Once riding in old Baltimore,
Heart-filled, head-filled with glee,
I saw a Baltimorean
Keep looking straight at me.

Now I was eight and very small,
And he was no whit bigger,
And so I smiled, but he poked out
His tongue, and called me, “Nigger.”

I saw the whole of Baltimore
From May until December;
Of all the things that happened there
That’s all that I remember.

— "Incident" (1925)

==Reception==

The Poetry Foundation says that the poem "throbs with anger", and considers it to be autobiographical. The University of Baltimore's Baltimore Literary Heritage Project stated that it "paints an ugly—albeit accurate—picture" of early 20th-century Baltimore.

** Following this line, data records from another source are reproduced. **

use std::{
    fmt,
    io::{self, BufRead},
};

use rustyline::{
    completion::{Completer, Pair},
    error::ReadlineError,
    highlight::Highlighter,
    hint::Hinter,
    history::DefaultHistory,
    validate::Validator,
    Cmd, Context as ReadlineContext, Editor, Helper, KeyEvent,
};
use shell_words::split;

use crate::cli::core::{CliError, CliMode, CommandError, LoopControl, ShellContext};
use crate::cli::output::info as output_info;
use crate::cli::registry::CommandRegistry;
use crate::utils::paths;

/// Environment variable that switches the shell to reading commands from stdin.
pub const SCRIPT_ENV: &str = "BILLSYNC_CLI_SCRIPT";

pub fn run_cli() -> Result<(), CliError> {
    let mode = if std::env::var_os(SCRIPT_ENV).is_some() {
        CliMode::Script
    } else {
        CliMode::Interactive
    };

    let mut context = ShellContext::new(mode)?;

    match mode {
        CliMode::Interactive => run_interactive(&mut context),
        CliMode::Script => run_script(&mut context),
    }
}

fn run_interactive(context: &mut ShellContext) -> Result<(), CliError> {
    let mut editor = Editor::<CommandHelper, DefaultHistory>::new()?;
    editor.set_helper(Some(CommandHelper {
        registry: context.registry.clone(),
    }));
    editor.bind_sequence(KeyEvent::from('?'), Cmd::Complete);

    let history = paths::history_file_in(&paths::app_data_dir());
    if editor.load_history(&history).is_err() {
        tracing::debug!(path = %history.display(), "no shell history yet");
    }

    while context.running {
        match editor.readline(&context.prompt()) {
            Ok(line) => {
                if !line.trim().is_empty() {
                    editor.add_history_entry(line.trim()).ok();
                }
                if execute(context, &line)? == LoopControl::Exit {
                    break;
                }
            }
            Err(ReadlineError::Interrupted) => {
                if context.confirm_exit()? {
                    break;
                }
            }
            Err(ReadlineError::Eof) => {
                output_info("Exiting shell.");
                break;
            }
            Err(err) => return Err(err.into()),
        }
    }

    if let Err(err) = editor.save_history(&history) {
        tracing::warn!(path = %history.display(), error = %err, "could not save shell history");
    }
    Ok(())
}

fn run_script(context: &mut ShellContext) -> Result<(), CliError> {
    for line in io::stdin().lock().lines() {
        if execute(context, &line?)? == LoopControl::Exit {
            break;
        }
    }
    Ok(())
}

/// Runs one input line, printing command errors instead of ending the session.
fn execute(context: &mut ShellContext, line: &str) -> Result<LoopControl, CliError> {
    match handle_line(context, line) {
        Ok(control) => Ok(control),
        Err(err) => {
            context.report_error(err)?;
            Ok(LoopControl::Continue)
        }
    }
}

fn handle_line(context: &mut ShellContext, line: &str) -> Result<LoopControl, CommandError> {
    let trimmed = line.trim();
    if trimmed.is_empty() || trimmed.starts_with('#') {
        return Ok(LoopControl::Continue);
    }

    let tokens = match parse_command_line(trimmed) {
        Ok(tokens) => tokens,
        Err(err) => {
            context.print_warning(&err.message);
            return Ok(LoopControl::Continue);
        }
    };
    let Some((raw, rest)) = tokens.split_first() else {
        return Ok(LoopControl::Continue);
    };
    let args: Vec<&str> = rest.iter().map(String::as_str).collect();

    let control = context.dispatch(&raw.to_lowercase(), raw, &args)?;
    if control == LoopControl::Exit {
        context.running = false;
    }
    Ok(control)
}

/// Tab completion for command names and the fixed argument values commands declare.
struct CommandHelper {
    registry: CommandRegistry,
}

impl Helper for CommandHelper {}

impl Completer for CommandHelper {
    type Candidate = Pair;

    fn complete(
        &self,
        line: &str,
        pos: usize,
        _ctx: &ReadlineContext<'_>,
    ) -> rustyline::Result<(usize, Vec<Pair>)> {
        let before = &line[..pos];
        let start = before
            .rfind(char::is_whitespace)
            .map(|index| index + 1)
            .unwrap_or(0);
        let words: Vec<&str> = before[..start].split_whitespace().collect();
        let candidates = self
            .registry
            .completions(&words, &before[start..])
            .into_iter()
            .map(|value| Pair {
                display: value.to_string(),
                replacement: value.to_string(),
            })
            .collect();
        Ok((start, candidates))
    }
}

impl Hinter for CommandHelper {
    type Hint = String;
}

impl Highlighter for CommandHelper {}

impl Validator for CommandHelper {}

pub(crate) fn parse_command_line(input: &str) -> Result<Vec<String>, ParseError> {
    split(input).map_err(|err| ParseError {
        message: err.to_string(),
    })
}

#[derive(Debug)]
pub(crate) struct ParseError {
    message: String,
}

impl fmt::Display for ParseError {
    fn fmt(&self, f: &mut fmt::Formatter<'_>) -> fmt::Result {
        write!(f, "{}", self.message)
    }
}
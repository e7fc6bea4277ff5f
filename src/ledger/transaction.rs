use chrono::NaiveDate;
use serde::{Deserialize, Serialize};
use uuid::Uuid;

/// A single ledger line. Negative amounts are expenses, positive amounts income.
#[derive(Debug, Clone, PartialEq, Serialize, Deserialize)]
#[serde(rename_all = "camelCase")]
pub struct Transaction {
    #[serde(default, skip_serializing_if = "Option::is_none")]
    pub id: Option<String>,
    pub date: NaiveDate,
    #[serde(default)]
    pub description: String,
    pub amount: f64,
    #[serde(default)]
    pub category: String,
    #[serde(default, skip_serializing_if = "Option::is_none")]
    pub merchant_name: Option<String>,
    #[serde(default, skip_serializing_if = "Option::is_none")]
    pub memo: Option<String>,
    #[serde(default, skip_serializing_if = "Option::is_none")]
    pub matched_to_bill_id: Option<String>,
    #[serde(default, skip_serializing_if = "is_false")]
    pub hidden_as_bill_payment: bool,
}

impl Transaction {
    pub fn new(date: NaiveDate, description: impl Into<String>, amount: f64) -> Self {
        Self {
            id: Some(Uuid::new_v4().to_string()),
            date,
            description: description.into(),
            amount,
            category: String::new(),
            merchant_name: None,
            memo: None,
            matched_to_bill_id: None,
            hidden_as_bill_payment: false,
        }
    }

    pub fn with_id(mut self, id: impl Into<String>) -> Self {
        self.id = Some(id.into());
        self
    }

    pub fn with_category(mut self, category: impl Into<String>) -> Self {
        self.category = category.into();
        self
    }

    pub fn with_merchant(mut self, merchant: impl Into<String>) -> Self {
        self.merchant_name = Some(merchant.into());
        self
    }

    /// Stable identity: the explicit id, or `date|description` when none was assigned.
    pub fn key(&self) -> String {
        match &self.id {
            Some(id) => id.clone(),
            None => format!("{}|{}", self.date, self.description),
        }
    }

    /// Merchant override when present, raw description otherwise.
    pub fn display_name(&self) -> &str {
        match self.merchant_name.as_deref() {
            Some(name) if !name.trim().is_empty() => name,
            _ => &self.description,
        }
    }

    pub fn is_expense(&self) -> bool {
        self.amount < 0.0
    }

    pub fn is_matched(&self) -> bool {
        self.matched_to_bill_id.is_some()
    }

    pub fn link_to_bill(&mut self, bill_id: &str) {
        self.matched_to_bill_id = Some(bill_id.to_string());
        self.hidden_as_bill_payment = true;
    }

    pub fn clear_bill_link(&mut self) {
        self.matched_to_bill_id = None;
        self.hidden_as_bill_payment = false;
    }
}

#[derive(Debug, Clone, Copy, PartialEq, Eq, Hash, Serialize, Deserialize, Default)]
#[serde(rename_all = "kebab-case")]
pub enum Frequency {
    OneTime,
    Weekly,
    #[default]
    Monthly,
    Quarterly,
    Yearly,
}

impl Frequency {
    /// Canonical spellings accepted by [`Frequency::parse`].
    pub const LABELS: [&'static str; 5] = ["one-time", "weekly", "monthly", "quarterly", "yearly"];

    pub fn label(&self) -> &'static str {
        match self {
            Frequency::OneTime => "one-time",
            Frequency::Weekly => "weekly",
            Frequency::Monthly => "monthly",
            Frequency::Quarterly => "quarterly",
            Frequency::Yearly => "yearly",
        }
    }

    pub fn parse(input: &str) -> Option<Self> {
        match input.trim().to_ascii_lowercase().as_str() {
            "one-time" | "onetime" | "once" => Some(Frequency::OneTime),
            "weekly" => Some(Frequency::Weekly),
            "monthly" => Some(Frequency::Monthly),
            "quarterly" => Some(Frequency::Quarterly),
            "yearly" | "annual" | "annually" => Some(Frequency::Yearly),
            _ => None,
        }
    }
}

/// One confirmed payment for one bill occurrence, with a snapshot of the paying transaction.
#[derive(Debug, Clone, PartialEq, Serialize, Deserialize)]
#[serde(rename_all = "camelCase")]
pub struct BillPayment {
    pub occurrence_date: NaiveDate,
    pub transaction_date: NaiveDate,
    pub transaction_amount: f64,
    #[serde(default)]
    pub transaction_description: String,
    #[serde(default)]
    pub manually_marked: bool,
}

impl BillPayment {
    pub fn from_transaction(
        occurrence_date: NaiveDate,
        transaction: &Transaction,
        manually_marked: bool,
    ) -> Self {
        Self {
            occurrence_date,
            transaction_date: transaction.date,
            transaction_amount: transaction.amount,
            transaction_description: transaction.description.clone(),
            manually_marked,
        }
    }
}

/// Bill-specific fields carried by a bill definition.
#[derive(Debug, Clone, PartialEq, Default)]
pub struct BillFields {
    pub name: String,
    pub amount: f64,
    pub due_date: Option<NaiveDate>,
    pub frequency: Frequency,
    pub source_description: Option<String>,
    pub paid_dates: Vec<NaiveDate>,
    pub payments: Vec<BillPayment>,
}

/// A bill definition: the ledger line that created it plus its schedule.
#[derive(Debug, Clone, PartialEq)]
pub struct BillDefinition {
    pub transaction: Transaction,
    pub bill: BillFields,
}

impl BillDefinition {
    pub fn new(
        name: impl Into<String>,
        amount: f64,
        due_date: NaiveDate,
        frequency: Frequency,
    ) -> Self {
        let name = name.into();
        let mut transaction = Transaction::new(due_date, name.clone(), -amount.abs());
        transaction.category = "Bills".into();
        Self {
            transaction,
            bill: BillFields {
                name,
                amount: amount.abs(),
                due_date: Some(due_date),
                frequency,
                ..BillFields::default()
            },
        }
    }

    pub fn with_id(mut self, id: impl Into<String>) -> Self {
        self.transaction.id = Some(id.into());
        self
    }

    pub fn with_source_description(mut self, source: impl Into<String>) -> Self {
        self.bill.source_description = Some(source.into());
        self
    }

    pub fn id(&self) -> String {
        self.transaction.key()
    }
}

/// The persisted collection holds bills and plain transactions side by side.
#[derive(Debug, Clone, PartialEq, Serialize, Deserialize)]
#[serde(from = "EntryRecord", into = "EntryRecord")]
pub enum LedgerEntry {
    Transaction(Transaction),
    Bill(BillDefinition),
}

impl LedgerEntry {
    pub fn key(&self) -> String {
        self.transaction().key()
    }

    /// The ledger line shared by both variants.
    pub fn transaction(&self) -> &Transaction {
        match self {
            LedgerEntry::Transaction(txn) => txn,
            LedgerEntry::Bill(def) => &def.transaction,
        }
    }

    pub fn as_bill(&self) -> Option<&BillDefinition> {
        match self {
            LedgerEntry::Bill(def) => Some(def),
            LedgerEntry::Transaction(_) => None,
        }
    }

    pub fn as_bill_mut(&mut self) -> Option<&mut BillDefinition> {
        match self {
            LedgerEntry::Bill(def) => Some(def),
            LedgerEntry::Transaction(_) => None,
        }
    }

    /// Plain (non-bill) transactions only.
    pub fn as_plain(&self) -> Option<&Transaction> {
        match self {
            LedgerEntry::Transaction(txn) => Some(txn),
            LedgerEntry::Bill(_) => None,
        }
    }

    pub fn as_plain_mut(&mut self) -> Option<&mut Transaction> {
        match self {
            LedgerEntry::Transaction(txn) => Some(txn),
            LedgerEntry::Bill(_) => None,
        }
    }

    pub fn is_bill(&self) -> bool {
        matches!(self, LedgerEntry::Bill(_))
    }
}

impl From<Transaction> for LedgerEntry {
    fn from(txn: Transaction) -> Self {
        LedgerEntry::Transaction(txn)
    }
}

impl From<BillDefinition> for LedgerEntry {
    fn from(def: BillDefinition) -> Self {
        LedgerEntry::Bill(def)
    }
}

/// Flat on-disk shape: a transaction object with optional bill fields and an `isBill` flag.
#[derive(Debug, Clone, Serialize, Deserialize)]
#[serde(rename_all = "camelCase")]
struct EntryRecord {
    #[serde(flatten)]
    transaction: Transaction,
    #[serde(default, skip_serializing_if = "is_false")]
    is_bill: bool,
    #[serde(default, skip_serializing_if = "Option::is_none")]
    bill_name: Option<String>,
    #[serde(default, skip_serializing_if = "Option::is_none")]
    bill_amount: Option<f64>,
    #[serde(default, skip_serializing_if = "Option::is_none")]
    due_date: Option<NaiveDate>,
    #[serde(default, skip_serializing_if = "Option::is_none")]
    frequency: Option<Frequency>,
    #[serde(default, skip_serializing_if = "Option::is_none")]
    source_description: Option<String>,
    #[serde(default, skip_serializing_if = "Vec::is_empty")]
    paid_dates: Vec<NaiveDate>,
    #[serde(default, skip_serializing_if = "Vec::is_empty")]
    payments: Vec<BillPayment>,
}

impl From<EntryRecord> for LedgerEntry {
    fn from(record: EntryRecord) -> Self {
        if !record.is_bill {
            return LedgerEntry::Transaction(record.transaction);
        }
        let name = record
            .bill_name
            .unwrap_or_else(|| record.transaction.description.clone());
        LedgerEntry::Bill(BillDefinition {
            bill: BillFields {
                name,
                amount: record
                    .bill_amount
                    .unwrap_or_else(|| record.transaction.amount.abs()),
                due_date: record.due_date,
                frequency: record.frequency.unwrap_or_default(),
                source_description: record.source_description,
                paid_dates: record.paid_dates,
                payments: record.payments,
            },
            transaction: record.transaction,
        })
    }
}

impl From<LedgerEntry> for EntryRecord {
    fn from(entry: LedgerEntry) -> Self {
        match entry {
            LedgerEntry::Transaction(transaction) => EntryRecord {
                transaction,
                is_bill: false,
                bill_name: None,
                bill_amount: None,
                due_date: None,
                frequency: None,
                source_description: None,
                paid_dates: Vec::new(),
                payments: Vec::new(),
            },
            LedgerEntry::Bill(BillDefinition { transaction, bill }) => EntryRecord {
                transaction,
                is_bill: true,
                bill_name: Some(bill.name),
                bill_amount: Some(bill.amount),
                due_date: bill.due_date,
                frequency: Some(bill.frequency),
                source_description: bill.source_description,
                paid_dates: bill.paid_dates,
                payments: bill.payments,
            },
        }
    }
}

fn is_false(value: &bool) -> bool {
    !*value
}

#[cfg(test)]
mod tests {
    use super::*;
    use serde_json::json;

    fn date(y: i32, m: u32, d: u32) -> NaiveDate {
        NaiveDate::from_ymd_opt(y, m, d).unwrap()
    }

    #[test]
    fn key_falls_back_to_date_and_description() {
        let mut txn = Transaction::new(date(2024, 2, 6), "NETFLIX.COM", -15.49);
        txn.id = None;
        assert_eq!(txn.key(), "2024-02-06|NETFLIX.COM");
    }

    #[test]
    fn display_name_prefers_merchant() {
        let txn = Transaction::new(date(2024, 2, 6), "POS 1234 NFLX", -15.49).with_merchant("Netflix");
        assert_eq!(txn.display_name(), "Netflix");
        let blank = Transaction::new(date(2024, 2, 6), "POS 1234", -1.0).with_merchant("  ");
        assert_eq!(blank.display_name(), "POS 1234");
    }

    #[test]
    fn bill_records_deserialize_into_bill_variant() {
        let raw = json!({
            "date": "2024-01-05",
            "description": "Netflix",
            "amount": -15.49,
            "category": "Subscriptions",
            "isBill": true,
            "billName": "Netflix",
            "billAmount": 15.49,
            "dueDate": "2024-01-05",
            "frequency": "monthly",
            "paidDates": ["2024-01-05"]
        });
        let entry: LedgerEntry = serde_json::from_value(raw).unwrap();
        let def = entry.as_bill().expect("bill variant");
        assert_eq!(def.bill.frequency, Frequency::Monthly);
        assert_eq!(def.bill.paid_dates, vec![date(2024, 1, 5)]);
        assert_eq!(def.id(), "2024-01-05|Netflix");
    }

    #[test]
    fn plain_transactions_serialize_without_bill_fields() {
        let entry = LedgerEntry::from(Transaction::new(date(2024, 3, 1), "Coffee", -4.5).with_id("t1"));
        let value = serde_json::to_value(&entry).unwrap();
        assert_eq!(value["id"], "t1");
        assert_eq!(value["date"], "2024-03-01");
        assert!(value.get("isBill").is_none());
        assert!(value.get("payments").is_none());
        assert!(value.get("hiddenAsBillPayment").is_none());
    }

    #[test]
    fn missing_frequency_defaults_to_monthly() {
        let raw = json!({
            "date": "2024-01-05",
            "description": "Gym",
            "amount": -30.0,
            "isBill": true,
            "billName": "Gym",
            "billAmount": 30.0
        });
        let entry: LedgerEntry = serde_json::from_value(raw).unwrap();
        let def = entry.as_bill().unwrap();
        assert_eq!(def.bill.frequency, Frequency::Monthly);
        assert!(def.bill.due_date.is_none());
    }

    #[test]
    fn frequency_uses_kebab_case() {
        assert_eq!(serde_json::to_value(Frequency::OneTime).unwrap(), "one-time");
        assert_eq!(Frequency::parse("Quarterly"), Some(Frequency::Quarterly));
        assert_eq!(Frequency::parse("fortnightly"), None);
    }
}
//! Shell command table: lookup, typo suggestions and argument completion.

use strsim::levenshtein;

use crate::cli::core::CommandResult;
use crate::cli::shell_context::ShellContext;

pub type CommandHandler = fn(&mut ShellContext, &[&str]) -> CommandResult;

/// Largest edit distance still offered as a "did you mean" suggestion.
const MAX_SUGGESTION_DISTANCE: usize = 3;

#[derive(Clone, Copy)]
pub struct CommandEntry {
    pub name: &'static str,
    pub description: &'static str,
    pub usage: &'static str,
    pub handler: CommandHandler,
    /// Fixed values the completer offers for one argument position.
    pub argument_values: Option<(usize, &'static [&'static str])>,
}

impl CommandEntry {
    pub const fn new(
        name: &'static str,
        description: &'static str,
        usage: &'static str,
        handler: CommandHandler,
    ) -> Self {
        Self {
            name,
            description,
            usage,
            handler,
            argument_values: None,
        }
    }

    pub const fn completing(mut self, position: usize, values: &'static [&'static str]) -> Self {
        self.argument_values = Some((position, values));
        self
    }
}

/// Commands in registration order, which is also the order `help` lists them in.
#[derive(Clone, Default)]
pub struct CommandRegistry {
    entries: Vec<CommandEntry>,
}

impl CommandRegistry {
    pub fn new() -> Self {
        Self::default()
    }

    /// Adds `entry`; a later entry with the same name replaces the earlier one in place.
    pub fn register(&mut self, entry: CommandEntry) {
        match self.entries.iter_mut().find(|existing| existing.name == entry.name) {
            Some(slot) => *slot = entry,
            None => self.entries.push(entry),
        }
    }

    pub fn get(&self, name: &str) -> Option<&CommandEntry> {
        self.entries
            .iter()
            .find(|entry| entry.name.eq_ignore_ascii_case(name))
    }

    pub fn list(&self) -> &[CommandEntry] {
        &self.entries
    }

    pub fn names(&self) -> impl Iterator<Item = &'static str> + '_ {
        self.entries.iter().map(|entry| entry.name)
    }

    /// The registered name nearest to `input`, if it is close enough to be a typo.
    pub fn closest(&self, input: &str) -> Option<&'static str> {
        let needle = input.to_lowercase();
        self.names()
            .map(|name| (levenshtein(name, &needle), name))
            .filter(|(distance, _)| *distance <= MAX_SUGGESTION_DISTANCE)
            .min_by_key(|(distance, _)| *distance)
            .map(|(_, name)| name)
    }

    /// Completion candidates for `prefix`. `words` holds the complete words typed
    /// before it, so an empty slice means the command name itself is being typed.
    pub fn completions(&self, words: &[&str], prefix: &str) -> Vec<&'static str> {
        let needle = prefix.to_ascii_lowercase();
        let candidates: Vec<&'static str> = match words.split_first() {
            None => self.names().collect(),
            Some((command, args)) => self
                .get(command)
                .and_then(|entry| entry.argument_values)
                .filter(|(position, _)| *position == args.len())
                .map(|(_, values)| values.to_vec())
                .unwrap_or_default(),
        };
        candidates
            .into_iter()
            .filter(|candidate| candidate.starts_with(&needle))
            .collect()
    }
}

#[cfg(test)]
mod tests {
    use super::*;

    fn noop(_context: &mut ShellContext, _args: &[&str]) -> CommandResult {
        Ok(())
    }

    fn registry() -> CommandRegistry {
        let mut registry = CommandRegistry::new();
        registry.register(CommandEntry::new("reconcile", "first", "reconcile <YYYY-MM>", noop));
        registry.register(CommandEntry::new("list", "", "list [all]", noop).completing(0, &["all"]));
        registry.register(
            CommandEntry::new("add-bill", "", "add-bill", noop)
                .completing(3, &["monthly", "one-time", "quarterly"]),
        );
        registry
    }

    #[test]
    fn reregistering_replaces_in_place() {
        let mut registry = registry();
        registry.register(CommandEntry::new("reconcile", "second", "reconcile", noop));
        assert_eq!(registry.list().len(), 3);
        assert_eq!(registry.list()[0].description, "second");
        assert!(registry.get("RECONCILE").is_some());
    }

    #[test]
    fn typos_suggest_the_nearest_command() {
        let registry = registry();
        assert_eq!(registry.closest("reconcil"), Some("reconcile"));
        assert_eq!(registry.closest("lsit"), Some("list"));
        assert_eq!(registry.closest("transfer"), None);
    }

    #[test]
    fn completion_follows_argument_position() {
        let registry = registry();
        assert_eq!(registry.completions(&[], "re"), vec!["reconcile"]);
        assert_eq!(registry.completions(&["list"], ""), vec!["all"]);
        assert!(registry.completions(&["list", "all"], "").is_empty());
        assert_eq!(
            registry.completions(&["add-bill", "Water", "30", "2024-01-22"], "q"),
            vec!["quarterly"]
        );
        assert!(registry.completions(&["add-bill", "Water"], "q").is_empty());
    }
}
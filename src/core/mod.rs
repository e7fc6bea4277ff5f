pub mod ledger_manager;
pub mod services;

pub use ledger_manager::{LedgerManager, LoadMetadata};
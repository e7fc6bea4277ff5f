#![doc(test(attr(deny(warnings))))]

//! BillSync Core expands recurring bills into monthly occurrences and matches
//! bank transactions against them, automatically or by hand.

pub mod cli;
pub mod config;
pub mod core;
pub mod errors;
pub mod ledger;
pub mod storage;
pub mod utils;

use std::sync::Once;

static INIT_TRACING: Once = Once::new();

/// Initializes global tracing and emits a startup info log.
pub fn init() {
    INIT_TRACING.call_once(|| {
        utils::init_tracing();
        tracing::info!(
            build = %utils::build_info::current().summary(),
            "BillSync Core tracing initialized."
        );
    });
}
use billsync_core::{cli::run_cli, init};

fn main() {
    init();

    if let Err(err) = run_cli() {
        eprintln!("Error: {err}");
        std::process::exit(1);
    }
}
use billsync_core::config::BillMatchingSettings;
use billsync_core::core::services::ReconciliationService;
use billsync_core::ledger::{
    generate_occurrences, BillDefinition, Frequency, LedgerEntry, MonthWindow, Transaction,
};
use billsync_core::storage::json_backend::{load_entries_from_path, save_entries_to_path};
use chrono::{Duration, NaiveDate};
use criterion::{black_box, criterion_group, criterion_main, Criterion};
use tempfile::tempdir;

const BILL_NAMES: [&str; 6] = ["Rent", "Electric", "Water", "Internet", "Phone", "Gym"];
const FREQUENCIES: [Frequency; 3] = [Frequency::Monthly, Frequency::Quarterly, Frequency::Weekly];

fn build_sample_entries(bill_count: usize, txn_count: usize) -> Vec<LedgerEntry> {
    let start = NaiveDate::from_ymd_opt(2024, 1, 1).unwrap();
    let mut entries = Vec::with_capacity(bill_count + txn_count);

    for idx in 0..bill_count {
        let name = format!("{} {}", BILL_NAMES[idx % BILL_NAMES.len()], idx);
        let due = start + Duration::days((idx % 28) as i64);
        let frequency = FREQUENCIES[idx % FREQUENCIES.len()];
        entries.push(
            BillDefinition::new(name, 20.0 + idx as f64, due, frequency)
                .with_id(format!("bill-{idx}"))
                .into(),
        );
    }

    for idx in 0..txn_count {
        let bill_idx = idx % bill_count;
        let date = start + Duration::days((idx % 365) as i64);
        let description = format!("{} {} PAYMENT", BILL_NAMES[bill_idx % BILL_NAMES.len()], bill_idx);
        let amount = -(20.0 + bill_idx as f64) - if idx % 4 == 0 { 0.5 } else { 0.0 };
        entries.push(
            Transaction::new(date, description, amount)
                .with_id(format!("txn-{idx}"))
                .into(),
        );
    }

    entries
}

fn bench_reconcile(c: &mut Criterion) {
    let entries = build_sample_entries(24, 600);
    let settings = BillMatchingSettings::default();
    let window = MonthWindow::new(2024, 6).unwrap();

    c.bench_function("occurrences_24_bills", |b| {
        b.iter(|| black_box(generate_occurrences(black_box(&entries), window)))
    });

    c.bench_function("reconcile_600_txns", |b| {
        b.iter(|| {
            black_box(ReconciliationService::reconcile(
                black_box(&entries),
                window,
                &settings,
            ))
        })
    });
}

fn bench_entry_io(c: &mut Criterion) {
    let entries = ReconciliationService::reconcile(
        &build_sample_entries(24, 2_000),
        MonthWindow::new(2024, 6).unwrap(),
        &BillMatchingSettings::default(),
    );
    let dir = tempdir().expect("tempdir");
    let file_path = dir.path().join("entries.json");

    c.bench_function("entries_save_2k", |b| {
        b.iter(|| save_entries_to_path(&entries, &file_path).expect("save entries"))
    });

    save_entries_to_path(&entries, &file_path).expect("seed");

    c.bench_function("entries_load_2k", |b| {
        b.iter(|| black_box(load_entries_from_path(&file_path).expect("load entries")))
    });
}

criterion_group!(benches, bench_reconcile, bench_entry_io);
criterion_main!(benches);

Rita Dove has called it "heart-wrenching", while Trudier Harris finds it to be "one of [Cullen's] (...) most effective pieces", opining that it "shows that America is not fully American for blacks living on its soil".

==Analysis==

Rachel Blau Duplessis observes that the poem depicts "the blow of social learning of one’s place in a racial/racist order", and notes that "the central quatrain proposes the equality of the children in size, demeanor, and in age, indeed, in every way but one", and that the word "whit" not only "means 'particle' or 'iota'", but also "irresistibly suggests both 'white' and 'wit.'"

Cary Nelson argues that Cullen's preference for traditional and "childlike" forms of poetry means that the word "nigger" is a "violation" that is "more disturbing and effective than its appearance in a modernist collage would be."